» **Task prompt**
Show, from the records below, all lines that contain the word "DeviceRegistration".
————————
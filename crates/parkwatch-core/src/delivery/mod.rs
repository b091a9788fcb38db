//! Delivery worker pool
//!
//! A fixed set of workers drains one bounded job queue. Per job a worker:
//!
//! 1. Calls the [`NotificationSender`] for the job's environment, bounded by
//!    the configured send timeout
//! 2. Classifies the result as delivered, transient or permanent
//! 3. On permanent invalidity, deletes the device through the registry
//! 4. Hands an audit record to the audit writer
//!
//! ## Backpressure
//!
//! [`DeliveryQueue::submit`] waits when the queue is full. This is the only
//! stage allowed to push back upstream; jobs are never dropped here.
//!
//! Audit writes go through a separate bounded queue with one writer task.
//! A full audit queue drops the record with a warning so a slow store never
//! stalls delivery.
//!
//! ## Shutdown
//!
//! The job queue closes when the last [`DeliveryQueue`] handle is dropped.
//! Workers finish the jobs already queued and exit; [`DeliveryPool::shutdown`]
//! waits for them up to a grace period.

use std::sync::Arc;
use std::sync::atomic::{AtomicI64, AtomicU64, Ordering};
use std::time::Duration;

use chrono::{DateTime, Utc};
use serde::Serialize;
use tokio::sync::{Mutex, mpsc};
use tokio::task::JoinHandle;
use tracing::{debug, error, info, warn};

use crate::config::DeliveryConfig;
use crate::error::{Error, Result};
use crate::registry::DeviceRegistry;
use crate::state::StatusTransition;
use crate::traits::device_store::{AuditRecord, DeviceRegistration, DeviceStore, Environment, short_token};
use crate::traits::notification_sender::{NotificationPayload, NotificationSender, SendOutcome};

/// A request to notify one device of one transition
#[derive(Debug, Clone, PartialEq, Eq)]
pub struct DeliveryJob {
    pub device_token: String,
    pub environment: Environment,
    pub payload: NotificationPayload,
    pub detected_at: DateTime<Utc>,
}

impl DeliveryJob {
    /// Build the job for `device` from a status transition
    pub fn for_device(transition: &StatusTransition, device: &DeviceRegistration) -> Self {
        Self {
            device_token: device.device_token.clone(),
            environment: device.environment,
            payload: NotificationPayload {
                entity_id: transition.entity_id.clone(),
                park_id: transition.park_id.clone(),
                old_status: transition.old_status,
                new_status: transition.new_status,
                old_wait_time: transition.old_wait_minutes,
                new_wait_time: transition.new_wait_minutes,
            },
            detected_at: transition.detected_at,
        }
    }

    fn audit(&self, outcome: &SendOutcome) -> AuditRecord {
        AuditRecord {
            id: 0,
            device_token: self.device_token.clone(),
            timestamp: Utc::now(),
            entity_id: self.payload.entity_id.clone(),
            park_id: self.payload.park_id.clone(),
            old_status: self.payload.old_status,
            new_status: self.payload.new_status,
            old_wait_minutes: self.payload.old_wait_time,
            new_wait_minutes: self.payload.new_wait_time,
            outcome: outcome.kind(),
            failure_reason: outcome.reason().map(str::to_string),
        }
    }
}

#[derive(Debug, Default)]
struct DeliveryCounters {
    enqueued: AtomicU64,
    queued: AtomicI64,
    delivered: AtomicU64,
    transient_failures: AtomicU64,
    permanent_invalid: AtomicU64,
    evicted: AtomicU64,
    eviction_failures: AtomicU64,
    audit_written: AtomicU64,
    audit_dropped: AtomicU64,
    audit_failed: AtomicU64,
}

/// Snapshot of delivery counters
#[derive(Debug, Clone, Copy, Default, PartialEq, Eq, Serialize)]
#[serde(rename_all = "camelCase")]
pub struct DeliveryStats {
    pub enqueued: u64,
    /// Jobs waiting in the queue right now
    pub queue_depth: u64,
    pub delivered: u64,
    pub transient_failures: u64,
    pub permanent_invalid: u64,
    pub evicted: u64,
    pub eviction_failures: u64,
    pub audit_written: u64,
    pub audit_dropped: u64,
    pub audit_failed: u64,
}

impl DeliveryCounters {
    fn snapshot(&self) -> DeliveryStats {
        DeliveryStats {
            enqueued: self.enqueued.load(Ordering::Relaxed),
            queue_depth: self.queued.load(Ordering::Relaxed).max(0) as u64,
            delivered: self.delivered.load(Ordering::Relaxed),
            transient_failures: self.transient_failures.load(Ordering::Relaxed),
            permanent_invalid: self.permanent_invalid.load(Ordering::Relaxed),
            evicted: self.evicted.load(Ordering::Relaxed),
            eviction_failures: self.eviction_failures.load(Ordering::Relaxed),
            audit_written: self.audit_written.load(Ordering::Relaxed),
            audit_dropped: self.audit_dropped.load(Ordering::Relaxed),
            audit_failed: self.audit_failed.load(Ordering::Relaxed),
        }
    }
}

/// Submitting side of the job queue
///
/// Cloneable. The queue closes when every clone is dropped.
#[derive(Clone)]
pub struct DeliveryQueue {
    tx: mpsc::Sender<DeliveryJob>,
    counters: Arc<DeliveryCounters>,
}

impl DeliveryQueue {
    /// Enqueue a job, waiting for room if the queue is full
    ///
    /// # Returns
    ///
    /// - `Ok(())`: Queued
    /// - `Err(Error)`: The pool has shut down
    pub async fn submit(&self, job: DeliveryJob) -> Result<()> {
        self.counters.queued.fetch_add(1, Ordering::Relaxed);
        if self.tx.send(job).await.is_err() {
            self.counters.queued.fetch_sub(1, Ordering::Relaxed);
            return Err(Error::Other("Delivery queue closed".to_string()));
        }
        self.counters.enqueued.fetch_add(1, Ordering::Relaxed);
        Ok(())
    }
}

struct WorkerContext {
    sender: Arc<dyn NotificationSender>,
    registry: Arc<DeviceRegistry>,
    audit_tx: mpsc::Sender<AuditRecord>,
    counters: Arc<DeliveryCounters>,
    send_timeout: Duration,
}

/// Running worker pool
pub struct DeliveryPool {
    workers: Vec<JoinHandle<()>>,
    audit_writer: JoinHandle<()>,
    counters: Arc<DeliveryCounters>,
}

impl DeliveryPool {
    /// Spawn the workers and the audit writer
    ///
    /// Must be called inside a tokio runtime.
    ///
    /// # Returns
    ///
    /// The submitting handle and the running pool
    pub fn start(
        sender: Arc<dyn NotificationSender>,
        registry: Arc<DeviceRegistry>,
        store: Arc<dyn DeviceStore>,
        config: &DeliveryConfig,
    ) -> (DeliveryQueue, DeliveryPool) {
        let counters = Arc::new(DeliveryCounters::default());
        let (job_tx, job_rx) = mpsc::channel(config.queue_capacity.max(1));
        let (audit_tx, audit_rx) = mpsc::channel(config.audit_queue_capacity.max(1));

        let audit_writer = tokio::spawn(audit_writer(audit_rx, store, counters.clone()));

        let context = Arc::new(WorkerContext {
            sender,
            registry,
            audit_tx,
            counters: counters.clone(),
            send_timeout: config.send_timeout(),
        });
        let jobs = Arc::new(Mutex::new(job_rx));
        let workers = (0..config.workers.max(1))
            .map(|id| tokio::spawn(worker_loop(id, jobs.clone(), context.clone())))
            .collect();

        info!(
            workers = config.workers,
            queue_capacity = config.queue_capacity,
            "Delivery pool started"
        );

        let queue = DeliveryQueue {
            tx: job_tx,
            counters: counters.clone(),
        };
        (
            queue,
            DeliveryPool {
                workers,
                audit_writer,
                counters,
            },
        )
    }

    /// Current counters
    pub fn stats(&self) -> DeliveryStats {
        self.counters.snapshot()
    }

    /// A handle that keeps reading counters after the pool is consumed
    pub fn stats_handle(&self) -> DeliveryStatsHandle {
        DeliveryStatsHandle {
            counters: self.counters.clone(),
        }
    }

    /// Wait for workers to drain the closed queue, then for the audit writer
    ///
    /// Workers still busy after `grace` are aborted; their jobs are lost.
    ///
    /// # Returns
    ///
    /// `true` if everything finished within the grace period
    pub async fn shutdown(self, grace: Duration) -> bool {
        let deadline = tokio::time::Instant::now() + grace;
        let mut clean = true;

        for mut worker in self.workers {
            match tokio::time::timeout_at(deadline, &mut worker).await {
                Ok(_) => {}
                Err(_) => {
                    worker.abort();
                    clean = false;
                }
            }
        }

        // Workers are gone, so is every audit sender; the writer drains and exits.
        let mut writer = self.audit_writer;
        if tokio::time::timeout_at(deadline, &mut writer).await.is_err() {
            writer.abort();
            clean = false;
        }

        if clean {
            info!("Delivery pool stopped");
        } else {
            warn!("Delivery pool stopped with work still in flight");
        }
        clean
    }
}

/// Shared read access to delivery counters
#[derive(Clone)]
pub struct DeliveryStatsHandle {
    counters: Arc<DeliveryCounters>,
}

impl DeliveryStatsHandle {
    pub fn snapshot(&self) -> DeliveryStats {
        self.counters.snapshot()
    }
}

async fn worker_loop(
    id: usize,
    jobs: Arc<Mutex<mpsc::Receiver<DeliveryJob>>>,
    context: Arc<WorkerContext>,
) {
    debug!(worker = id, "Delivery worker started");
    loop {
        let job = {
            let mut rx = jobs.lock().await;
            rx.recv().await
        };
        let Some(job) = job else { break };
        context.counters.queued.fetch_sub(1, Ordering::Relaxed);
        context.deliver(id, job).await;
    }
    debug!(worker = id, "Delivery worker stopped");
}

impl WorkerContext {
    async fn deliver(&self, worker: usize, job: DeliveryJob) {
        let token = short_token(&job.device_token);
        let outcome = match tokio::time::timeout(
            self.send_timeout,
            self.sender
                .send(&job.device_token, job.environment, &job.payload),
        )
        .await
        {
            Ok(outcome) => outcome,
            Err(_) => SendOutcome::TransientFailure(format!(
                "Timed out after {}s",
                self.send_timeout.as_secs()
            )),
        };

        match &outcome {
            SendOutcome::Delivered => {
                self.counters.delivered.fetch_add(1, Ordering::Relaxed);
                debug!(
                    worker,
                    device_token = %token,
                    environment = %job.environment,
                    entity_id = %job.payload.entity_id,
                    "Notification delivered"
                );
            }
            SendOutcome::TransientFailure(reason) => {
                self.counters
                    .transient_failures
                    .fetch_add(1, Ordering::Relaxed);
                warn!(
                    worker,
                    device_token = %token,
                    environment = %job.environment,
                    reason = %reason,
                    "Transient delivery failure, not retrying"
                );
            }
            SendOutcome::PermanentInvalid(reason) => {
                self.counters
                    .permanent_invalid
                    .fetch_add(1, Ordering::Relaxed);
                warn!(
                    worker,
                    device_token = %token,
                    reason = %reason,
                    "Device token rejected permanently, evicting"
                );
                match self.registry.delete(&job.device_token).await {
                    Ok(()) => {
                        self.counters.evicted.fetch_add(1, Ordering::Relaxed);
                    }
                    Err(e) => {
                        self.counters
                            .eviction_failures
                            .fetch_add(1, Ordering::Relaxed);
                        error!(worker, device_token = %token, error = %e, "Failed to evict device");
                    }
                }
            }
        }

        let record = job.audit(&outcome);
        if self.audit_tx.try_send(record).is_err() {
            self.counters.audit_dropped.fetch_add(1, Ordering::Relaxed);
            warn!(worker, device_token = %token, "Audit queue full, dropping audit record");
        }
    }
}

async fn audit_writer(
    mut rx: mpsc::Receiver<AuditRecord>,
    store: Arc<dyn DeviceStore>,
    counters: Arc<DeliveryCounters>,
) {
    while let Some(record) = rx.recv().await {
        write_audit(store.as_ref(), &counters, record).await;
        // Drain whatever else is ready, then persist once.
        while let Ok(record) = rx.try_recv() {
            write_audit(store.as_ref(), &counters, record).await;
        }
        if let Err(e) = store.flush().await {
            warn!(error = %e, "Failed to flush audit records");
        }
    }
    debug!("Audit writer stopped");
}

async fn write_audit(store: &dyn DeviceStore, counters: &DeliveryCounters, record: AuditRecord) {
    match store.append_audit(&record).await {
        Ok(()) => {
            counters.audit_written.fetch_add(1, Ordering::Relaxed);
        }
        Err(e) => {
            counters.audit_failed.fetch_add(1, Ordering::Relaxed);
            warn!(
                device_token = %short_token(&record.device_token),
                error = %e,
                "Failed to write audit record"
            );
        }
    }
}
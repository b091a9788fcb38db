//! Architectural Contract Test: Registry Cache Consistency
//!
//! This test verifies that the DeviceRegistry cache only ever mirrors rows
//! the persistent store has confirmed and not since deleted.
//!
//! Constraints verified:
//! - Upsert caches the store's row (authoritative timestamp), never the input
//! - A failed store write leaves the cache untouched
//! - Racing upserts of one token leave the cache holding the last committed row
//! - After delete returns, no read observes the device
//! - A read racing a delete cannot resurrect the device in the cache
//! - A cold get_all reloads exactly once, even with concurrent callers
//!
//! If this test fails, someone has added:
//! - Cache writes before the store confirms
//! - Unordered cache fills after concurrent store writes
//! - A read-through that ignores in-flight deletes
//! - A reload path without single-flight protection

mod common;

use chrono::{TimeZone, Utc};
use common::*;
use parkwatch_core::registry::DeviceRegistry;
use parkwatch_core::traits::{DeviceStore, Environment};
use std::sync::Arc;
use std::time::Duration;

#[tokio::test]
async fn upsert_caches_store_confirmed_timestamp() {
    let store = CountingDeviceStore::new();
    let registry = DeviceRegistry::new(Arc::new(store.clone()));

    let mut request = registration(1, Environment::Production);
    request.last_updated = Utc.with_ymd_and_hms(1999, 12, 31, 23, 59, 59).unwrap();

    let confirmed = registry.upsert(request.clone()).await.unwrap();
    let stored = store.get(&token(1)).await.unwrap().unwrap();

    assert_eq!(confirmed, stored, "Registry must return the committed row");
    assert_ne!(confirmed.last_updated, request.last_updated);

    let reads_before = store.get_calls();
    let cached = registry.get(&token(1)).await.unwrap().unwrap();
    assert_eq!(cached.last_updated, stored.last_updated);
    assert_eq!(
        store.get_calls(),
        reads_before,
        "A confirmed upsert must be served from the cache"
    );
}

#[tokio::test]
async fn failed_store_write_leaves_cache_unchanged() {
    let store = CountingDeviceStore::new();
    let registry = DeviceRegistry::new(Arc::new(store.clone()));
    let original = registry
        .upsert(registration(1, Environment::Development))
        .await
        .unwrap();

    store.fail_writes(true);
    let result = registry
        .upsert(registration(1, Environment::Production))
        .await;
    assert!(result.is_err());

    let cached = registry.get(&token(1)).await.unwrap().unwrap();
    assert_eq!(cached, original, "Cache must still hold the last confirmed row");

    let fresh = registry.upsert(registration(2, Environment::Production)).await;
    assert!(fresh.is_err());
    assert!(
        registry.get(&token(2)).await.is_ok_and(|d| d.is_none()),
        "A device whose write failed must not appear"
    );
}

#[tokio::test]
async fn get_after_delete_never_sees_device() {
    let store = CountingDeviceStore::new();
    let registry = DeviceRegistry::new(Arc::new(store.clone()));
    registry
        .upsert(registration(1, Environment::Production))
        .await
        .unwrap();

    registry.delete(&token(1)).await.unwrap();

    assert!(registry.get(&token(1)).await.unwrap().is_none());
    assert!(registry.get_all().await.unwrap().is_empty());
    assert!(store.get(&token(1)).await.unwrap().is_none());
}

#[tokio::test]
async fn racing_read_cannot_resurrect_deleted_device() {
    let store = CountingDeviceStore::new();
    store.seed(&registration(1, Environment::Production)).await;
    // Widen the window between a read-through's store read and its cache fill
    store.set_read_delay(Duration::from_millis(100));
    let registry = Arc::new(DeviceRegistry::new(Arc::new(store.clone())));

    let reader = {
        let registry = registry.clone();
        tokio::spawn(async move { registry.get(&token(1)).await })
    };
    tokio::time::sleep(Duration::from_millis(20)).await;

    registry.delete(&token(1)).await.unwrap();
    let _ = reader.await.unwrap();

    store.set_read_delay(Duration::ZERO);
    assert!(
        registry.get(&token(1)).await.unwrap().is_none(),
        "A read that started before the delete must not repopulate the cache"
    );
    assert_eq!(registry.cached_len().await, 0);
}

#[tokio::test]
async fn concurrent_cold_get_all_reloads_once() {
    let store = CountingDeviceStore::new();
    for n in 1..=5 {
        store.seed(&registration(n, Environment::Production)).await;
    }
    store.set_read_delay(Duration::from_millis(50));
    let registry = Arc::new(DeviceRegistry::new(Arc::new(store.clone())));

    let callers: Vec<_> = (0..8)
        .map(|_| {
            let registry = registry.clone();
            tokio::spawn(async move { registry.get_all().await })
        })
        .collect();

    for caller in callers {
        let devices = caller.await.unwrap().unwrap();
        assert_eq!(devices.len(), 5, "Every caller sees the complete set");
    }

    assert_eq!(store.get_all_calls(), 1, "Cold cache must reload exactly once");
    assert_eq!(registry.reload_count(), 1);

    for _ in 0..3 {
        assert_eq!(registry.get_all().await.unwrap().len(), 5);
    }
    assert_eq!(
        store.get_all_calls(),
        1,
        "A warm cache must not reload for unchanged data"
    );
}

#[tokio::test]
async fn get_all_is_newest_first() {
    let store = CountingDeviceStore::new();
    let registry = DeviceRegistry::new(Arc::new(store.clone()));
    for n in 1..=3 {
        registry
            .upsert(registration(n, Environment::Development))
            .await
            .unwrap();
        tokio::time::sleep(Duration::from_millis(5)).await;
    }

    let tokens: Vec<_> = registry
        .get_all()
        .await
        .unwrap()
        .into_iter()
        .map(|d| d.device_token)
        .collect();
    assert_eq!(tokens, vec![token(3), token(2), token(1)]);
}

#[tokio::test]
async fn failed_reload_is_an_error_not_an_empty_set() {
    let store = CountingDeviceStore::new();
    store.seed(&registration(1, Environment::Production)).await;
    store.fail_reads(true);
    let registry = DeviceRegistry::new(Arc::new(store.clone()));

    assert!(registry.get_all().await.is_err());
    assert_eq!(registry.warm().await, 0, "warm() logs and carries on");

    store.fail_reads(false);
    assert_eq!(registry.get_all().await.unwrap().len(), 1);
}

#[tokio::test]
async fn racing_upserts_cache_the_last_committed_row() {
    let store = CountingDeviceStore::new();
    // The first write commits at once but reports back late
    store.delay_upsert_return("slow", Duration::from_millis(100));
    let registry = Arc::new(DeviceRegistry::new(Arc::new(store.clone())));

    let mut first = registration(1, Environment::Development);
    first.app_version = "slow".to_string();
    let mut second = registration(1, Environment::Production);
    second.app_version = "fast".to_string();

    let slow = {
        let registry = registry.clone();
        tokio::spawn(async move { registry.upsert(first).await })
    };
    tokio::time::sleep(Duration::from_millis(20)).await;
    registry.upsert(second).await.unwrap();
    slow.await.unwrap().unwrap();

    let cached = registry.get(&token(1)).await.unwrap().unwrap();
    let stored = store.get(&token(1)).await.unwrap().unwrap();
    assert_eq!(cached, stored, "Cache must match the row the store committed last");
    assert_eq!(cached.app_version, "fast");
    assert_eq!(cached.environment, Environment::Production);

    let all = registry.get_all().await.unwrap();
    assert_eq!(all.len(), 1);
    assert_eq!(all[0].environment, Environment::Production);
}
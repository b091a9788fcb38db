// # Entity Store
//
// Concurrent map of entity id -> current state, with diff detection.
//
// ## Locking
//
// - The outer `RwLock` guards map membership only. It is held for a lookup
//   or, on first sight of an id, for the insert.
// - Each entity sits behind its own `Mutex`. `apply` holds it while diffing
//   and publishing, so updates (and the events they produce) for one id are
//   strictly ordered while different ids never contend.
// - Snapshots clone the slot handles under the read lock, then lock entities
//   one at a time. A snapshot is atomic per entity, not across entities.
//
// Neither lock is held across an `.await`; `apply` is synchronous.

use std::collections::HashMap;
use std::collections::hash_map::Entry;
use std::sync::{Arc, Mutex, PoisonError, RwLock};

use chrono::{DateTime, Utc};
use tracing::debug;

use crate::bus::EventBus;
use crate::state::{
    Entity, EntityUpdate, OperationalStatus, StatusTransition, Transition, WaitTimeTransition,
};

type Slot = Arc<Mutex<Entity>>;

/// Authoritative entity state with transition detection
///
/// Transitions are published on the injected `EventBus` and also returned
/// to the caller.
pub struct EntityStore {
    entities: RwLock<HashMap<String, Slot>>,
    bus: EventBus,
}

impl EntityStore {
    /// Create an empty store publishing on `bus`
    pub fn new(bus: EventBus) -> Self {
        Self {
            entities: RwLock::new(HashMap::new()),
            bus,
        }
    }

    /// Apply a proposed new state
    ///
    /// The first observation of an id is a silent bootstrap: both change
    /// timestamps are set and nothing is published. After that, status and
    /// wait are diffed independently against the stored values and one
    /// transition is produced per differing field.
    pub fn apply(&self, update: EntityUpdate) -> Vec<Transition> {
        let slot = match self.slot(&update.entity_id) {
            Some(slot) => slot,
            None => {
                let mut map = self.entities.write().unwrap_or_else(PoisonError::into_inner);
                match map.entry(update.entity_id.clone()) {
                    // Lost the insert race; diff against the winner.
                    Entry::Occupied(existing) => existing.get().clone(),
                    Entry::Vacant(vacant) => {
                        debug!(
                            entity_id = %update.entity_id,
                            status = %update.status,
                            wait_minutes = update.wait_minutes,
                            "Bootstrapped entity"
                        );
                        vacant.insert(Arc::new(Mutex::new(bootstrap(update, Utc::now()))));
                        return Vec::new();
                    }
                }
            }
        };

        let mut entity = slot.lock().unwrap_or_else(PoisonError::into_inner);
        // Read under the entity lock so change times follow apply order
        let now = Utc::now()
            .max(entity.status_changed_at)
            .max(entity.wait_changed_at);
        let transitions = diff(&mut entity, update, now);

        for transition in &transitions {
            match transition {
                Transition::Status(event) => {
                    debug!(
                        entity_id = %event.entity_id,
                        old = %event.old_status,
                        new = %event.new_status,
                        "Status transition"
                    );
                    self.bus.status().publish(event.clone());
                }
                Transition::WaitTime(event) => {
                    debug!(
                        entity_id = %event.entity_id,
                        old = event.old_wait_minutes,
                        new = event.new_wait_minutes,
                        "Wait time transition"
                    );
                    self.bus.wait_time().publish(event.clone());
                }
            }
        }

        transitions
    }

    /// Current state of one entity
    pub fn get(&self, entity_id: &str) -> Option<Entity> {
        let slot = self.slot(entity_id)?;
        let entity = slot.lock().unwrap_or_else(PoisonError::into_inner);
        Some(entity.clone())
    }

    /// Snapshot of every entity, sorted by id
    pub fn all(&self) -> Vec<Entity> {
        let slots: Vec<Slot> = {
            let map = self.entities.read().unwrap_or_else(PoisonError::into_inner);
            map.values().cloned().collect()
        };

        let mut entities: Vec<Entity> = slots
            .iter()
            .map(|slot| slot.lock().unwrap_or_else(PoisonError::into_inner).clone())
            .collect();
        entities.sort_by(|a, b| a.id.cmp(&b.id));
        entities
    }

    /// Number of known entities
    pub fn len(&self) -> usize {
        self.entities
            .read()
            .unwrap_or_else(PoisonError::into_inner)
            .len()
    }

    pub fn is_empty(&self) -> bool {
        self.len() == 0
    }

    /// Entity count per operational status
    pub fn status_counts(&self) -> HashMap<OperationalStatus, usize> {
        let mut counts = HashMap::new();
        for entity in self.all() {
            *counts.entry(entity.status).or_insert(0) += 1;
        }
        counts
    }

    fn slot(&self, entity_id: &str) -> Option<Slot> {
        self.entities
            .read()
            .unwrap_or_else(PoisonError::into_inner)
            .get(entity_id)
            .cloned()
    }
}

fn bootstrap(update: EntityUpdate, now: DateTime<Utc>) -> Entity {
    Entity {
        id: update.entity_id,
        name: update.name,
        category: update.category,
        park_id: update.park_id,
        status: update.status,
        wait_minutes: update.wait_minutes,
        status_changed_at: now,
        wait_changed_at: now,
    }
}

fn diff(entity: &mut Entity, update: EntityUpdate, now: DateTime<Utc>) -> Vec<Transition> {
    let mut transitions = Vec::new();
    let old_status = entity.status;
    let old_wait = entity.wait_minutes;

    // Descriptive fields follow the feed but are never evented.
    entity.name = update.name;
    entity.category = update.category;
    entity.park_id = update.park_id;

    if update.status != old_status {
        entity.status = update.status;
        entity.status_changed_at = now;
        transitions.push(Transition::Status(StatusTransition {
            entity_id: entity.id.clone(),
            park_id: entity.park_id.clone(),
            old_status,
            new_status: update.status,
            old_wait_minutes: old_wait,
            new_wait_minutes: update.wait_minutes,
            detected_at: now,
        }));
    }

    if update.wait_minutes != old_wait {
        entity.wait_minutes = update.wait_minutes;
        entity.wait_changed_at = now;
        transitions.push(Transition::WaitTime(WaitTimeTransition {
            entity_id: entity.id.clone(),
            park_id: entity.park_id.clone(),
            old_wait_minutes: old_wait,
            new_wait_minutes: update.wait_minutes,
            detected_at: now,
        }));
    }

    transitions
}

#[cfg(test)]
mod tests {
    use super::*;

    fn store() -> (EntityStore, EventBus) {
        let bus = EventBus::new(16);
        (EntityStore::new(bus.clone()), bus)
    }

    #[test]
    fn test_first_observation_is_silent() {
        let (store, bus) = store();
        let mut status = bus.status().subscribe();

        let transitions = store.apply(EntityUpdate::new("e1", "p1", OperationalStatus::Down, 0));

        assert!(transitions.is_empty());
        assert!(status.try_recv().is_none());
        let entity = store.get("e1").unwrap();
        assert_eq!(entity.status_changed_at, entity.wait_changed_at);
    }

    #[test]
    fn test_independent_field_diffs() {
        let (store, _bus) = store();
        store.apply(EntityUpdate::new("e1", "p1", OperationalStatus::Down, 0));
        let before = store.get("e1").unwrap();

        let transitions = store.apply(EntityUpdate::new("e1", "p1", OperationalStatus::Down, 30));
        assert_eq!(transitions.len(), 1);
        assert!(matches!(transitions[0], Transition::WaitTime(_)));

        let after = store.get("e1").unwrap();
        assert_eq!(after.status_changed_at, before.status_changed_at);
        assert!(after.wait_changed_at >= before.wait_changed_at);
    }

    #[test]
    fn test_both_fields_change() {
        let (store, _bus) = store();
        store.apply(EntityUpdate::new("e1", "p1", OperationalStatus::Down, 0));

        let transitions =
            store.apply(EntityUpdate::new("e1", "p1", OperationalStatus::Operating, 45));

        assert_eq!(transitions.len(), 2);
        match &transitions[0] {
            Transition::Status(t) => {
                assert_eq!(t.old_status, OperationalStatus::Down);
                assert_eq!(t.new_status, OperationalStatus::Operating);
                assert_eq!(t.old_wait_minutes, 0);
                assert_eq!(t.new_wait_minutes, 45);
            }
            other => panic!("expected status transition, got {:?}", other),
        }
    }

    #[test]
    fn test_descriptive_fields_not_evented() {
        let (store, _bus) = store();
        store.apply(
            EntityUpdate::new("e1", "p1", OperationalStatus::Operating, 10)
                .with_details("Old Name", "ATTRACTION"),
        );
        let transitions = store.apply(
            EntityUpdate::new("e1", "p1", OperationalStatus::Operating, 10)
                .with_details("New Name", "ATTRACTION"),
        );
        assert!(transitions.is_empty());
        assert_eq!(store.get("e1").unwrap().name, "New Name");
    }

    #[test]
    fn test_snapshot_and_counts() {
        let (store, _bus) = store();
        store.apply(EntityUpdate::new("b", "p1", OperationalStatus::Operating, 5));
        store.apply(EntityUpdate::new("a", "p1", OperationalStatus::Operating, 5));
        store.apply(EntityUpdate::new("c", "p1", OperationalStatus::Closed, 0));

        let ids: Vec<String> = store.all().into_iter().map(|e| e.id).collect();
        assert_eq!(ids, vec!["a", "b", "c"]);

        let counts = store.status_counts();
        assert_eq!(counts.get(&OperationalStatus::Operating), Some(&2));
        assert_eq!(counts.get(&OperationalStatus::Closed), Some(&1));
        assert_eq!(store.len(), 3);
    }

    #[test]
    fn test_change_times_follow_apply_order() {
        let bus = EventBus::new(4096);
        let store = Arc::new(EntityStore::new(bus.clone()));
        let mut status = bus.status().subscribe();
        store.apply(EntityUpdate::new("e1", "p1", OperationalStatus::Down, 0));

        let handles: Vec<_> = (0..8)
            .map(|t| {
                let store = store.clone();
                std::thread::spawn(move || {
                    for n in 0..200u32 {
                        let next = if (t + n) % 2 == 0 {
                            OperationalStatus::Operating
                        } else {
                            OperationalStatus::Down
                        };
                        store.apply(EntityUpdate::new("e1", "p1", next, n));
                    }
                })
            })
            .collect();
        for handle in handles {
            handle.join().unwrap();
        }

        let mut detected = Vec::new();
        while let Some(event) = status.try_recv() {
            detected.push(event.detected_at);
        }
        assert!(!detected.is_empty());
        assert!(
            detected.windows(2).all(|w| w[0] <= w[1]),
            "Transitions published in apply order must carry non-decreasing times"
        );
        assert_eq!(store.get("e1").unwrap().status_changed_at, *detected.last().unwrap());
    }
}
————————
» **Exercise output**
use crate::traits::device_store::{AuditRecord, DeviceRegistration, DeviceStore, Environment, short_token};
    pub fn for_device(transition: &StatusTransition, device: &DeviceRegistration) -> Self {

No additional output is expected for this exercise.